## EXERCISE MATERIAL
===============

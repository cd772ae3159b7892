use chrono::NaiveDateTime;
use clap::ValueEnum;
use serde::{Deserialize, Serialize};
use serde_json::Value as JsonValue;

/// Values that can be bound as statement parameters or read back from result rows.
///
/// ```rust
/// use sql_scheduler::prelude::*;
///
/// let params = vec![
///     RowValues::Int(1),
///     RowValues::Text("alice".into()),
///     RowValues::Bool(true),
/// ];
/// # let _ = params;
/// ```
#[derive(Debug, Clone, PartialEq)]
pub enum RowValues {
    /// Integer value (64-bit)
    Int(i64),
    /// Floating point value (64-bit)
    Float(f64),
    /// Text/string value
    Text(String),
    /// Boolean value, stored as 0/1
    Bool(bool),
    /// Timestamp value, stored as `YYYY-MM-DD HH:MM:SS[.fff]` text
    Timestamp(NaiveDateTime),
    /// NULL value
    Null,
    /// JSON value, stored as its text form
    JSON(JsonValue),
    /// Binary data
    Blob(Vec<u8>),
}

impl RowValues {
    /// Check if this value is NULL
    #[must_use]
    pub fn is_null(&self) -> bool {
        matches!(self, Self::Null)
    }

    #[must_use]
    pub fn as_int(&self) -> Option<&i64> {
        if let RowValues::Int(value) = self {
            Some(value)
        } else {
            None
        }
    }

    #[must_use]
    pub fn as_text(&self) -> Option<&str> {
        if let RowValues::Text(value) = self {
            Some(value)
        } else {
            None
        }
    }

    #[must_use]
    pub fn as_bool(&self) -> Option<bool> {
        match self {
            RowValues::Bool(value) => Some(*value),
            RowValues::Int(1) => Some(true),
            RowValues::Int(0) => Some(false),
            _ => None,
        }
    }

    #[must_use]
    pub fn as_timestamp(&self) -> Option<NaiveDateTime> {
        if let RowValues::Timestamp(value) = self {
            return Some(*value);
        } else if let Some(s) = self.as_text() {
            // Try "YYYY-MM-DD HH:MM:SS"
            if let Ok(dt) = NaiveDateTime::parse_from_str(s, "%Y-%m-%d %H:%M:%S") {
                return Some(dt);
            }
            // Try "YYYY-MM-DD HH:MM:SS.SSS"
            if let Ok(dt) = NaiveDateTime::parse_from_str(s, "%Y-%m-%d %H:%M:%S%.f") {
                return Some(dt);
            }
        }
        None
    }

    #[must_use]
    pub fn as_float(&self) -> Option<f64> {
        match self {
            RowValues::Float(value) => Some(*value),
            #[allow(clippy::cast_precision_loss)]
            RowValues::Int(value) => Some(*value as f64),
            _ => None,
        }
    }

    #[must_use]
    pub fn as_blob(&self) -> Option<&[u8]> {
        if let RowValues::Blob(bytes) = self {
            Some(bytes)
        } else {
            None
        }
    }
}

impl From<i64> for RowValues {
    fn from(value: i64) -> Self {
        Self::Int(value)
    }
}

impl From<i32> for RowValues {
    fn from(value: i32) -> Self {
        Self::Int(i64::from(value))
    }
}

impl From<f64> for RowValues {
    fn from(value: f64) -> Self {
        Self::Float(value)
    }
}

impl From<bool> for RowValues {
    fn from(value: bool) -> Self {
        Self::Bool(value)
    }
}

impl From<&str> for RowValues {
    fn from(value: &str) -> Self {
        Self::Text(value.to_owned())
    }
}

impl From<String> for RowValues {
    fn from(value: String) -> Self {
        Self::Text(value)
    }
}

impl From<Vec<u8>> for RowValues {
    fn from(value: Vec<u8>) -> Self {
        Self::Blob(value)
    }
}

impl From<NaiveDateTime> for RowValues {
    fn from(value: NaiveDateTime) -> Self {
        Self::Timestamp(value)
    }
}

impl From<JsonValue> for RowValues {
    fn from(value: JsonValue) -> Self {
        Self::JSON(value)
    }
}

impl<T: Into<RowValues>> From<Option<T>> for RowValues {
    fn from(value: Option<T>) -> Self {
        value.map_or(Self::Null, Into::into)
    }
}

/// Parameters supplied to `bind`, `run`, `get`, `all` and `each`.
///
/// Positional values bind to slots `1..=n`. Indexed values name their 1-based slot
/// explicitly. Named values use `:name`, `@name` or `$name`; a key without a prefix is
/// matched against all three spellings.
#[derive(Debug, Clone, Default, PartialEq)]
pub enum Params {
    /// Keep whatever is currently bound.
    #[default]
    None,
    Positional(Vec<RowValues>),
    Indexed(Vec<(usize, RowValues)>),
    Named(Vec<(String, RowValues)>),
}

impl Params {
    #[must_use]
    pub fn is_empty(&self) -> bool {
        match self {
            Self::None => true,
            Self::Positional(values) => values.is_empty(),
            Self::Indexed(values) => values.is_empty(),
            Self::Named(values) => values.is_empty(),
        }
    }

    /// Build named parameters from `(key, value)` pairs.
    pub fn named<K, V, I>(pairs: I) -> Self
    where
        I: IntoIterator<Item = (K, V)>,
        K: Into<String>,
        V: Into<RowValues>,
    {
        Self::Named(
            pairs
                .into_iter()
                .map(|(key, value)| (key.into(), value.into()))
                .collect(),
        )
    }

    /// Build explicitly indexed parameters (1-based).
    pub fn indexed<V, I>(pairs: I) -> Self
    where
        I: IntoIterator<Item = (usize, V)>,
        V: Into<RowValues>,
    {
        Self::Indexed(
            pairs
                .into_iter()
                .map(|(idx, value)| (idx, value.into()))
                .collect(),
        )
    }
}

impl From<()> for Params {
    fn from((): ()) -> Self {
        Self::None
    }
}

impl From<Vec<RowValues>> for Params {
    fn from(values: Vec<RowValues>) -> Self {
        Self::Positional(values)
    }
}

impl From<&[RowValues]> for Params {
    fn from(values: &[RowValues]) -> Self {
        Self::Positional(values.to_vec())
    }
}

impl<const N: usize> From<[RowValues; N]> for Params {
    fn from(values: [RowValues; N]) -> Self {
        Self::Positional(values.into())
    }
}

/// How a connection's operation queue drains.
#[derive(
    Debug, Clone, Copy, Default, PartialEq, Eq, Hash, ValueEnum, Serialize, Deserialize,
)]
#[serde(rename_all = "lowercase")]
pub enum SchedulingPolicy {
    /// One operation at a time, in submission order.
    #[default]
    Sequential,
    /// Start operations as soon as they are submitted; only per-statement order is kept.
    Concurrent,
}

/// Run-time limits a connection can lower (or raise up to the compile-time maximum).
#[derive(Debug, Clone, Copy, PartialEq, Eq, Hash, ValueEnum, Serialize, Deserialize)]
#[serde(rename_all = "snake_case")]
pub enum Limit {
    /// Largest string or blob, in bytes.
    Length,
    SqlLength,
    Column,
    ExprDepth,
    CompoundSelect,
    VdbeOp,
    FunctionArg,
    Attached,
    LikePatternLength,
    VariableNumber,
    TriggerDepth,
    WorkerThreads,
}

===============

Copy each line above that has the word "bound".

## SOLUTION FOR THIS TASK
/// Values that can be bound as statement parameters or read back from result rows.
    /// Keep whatever is currently bound.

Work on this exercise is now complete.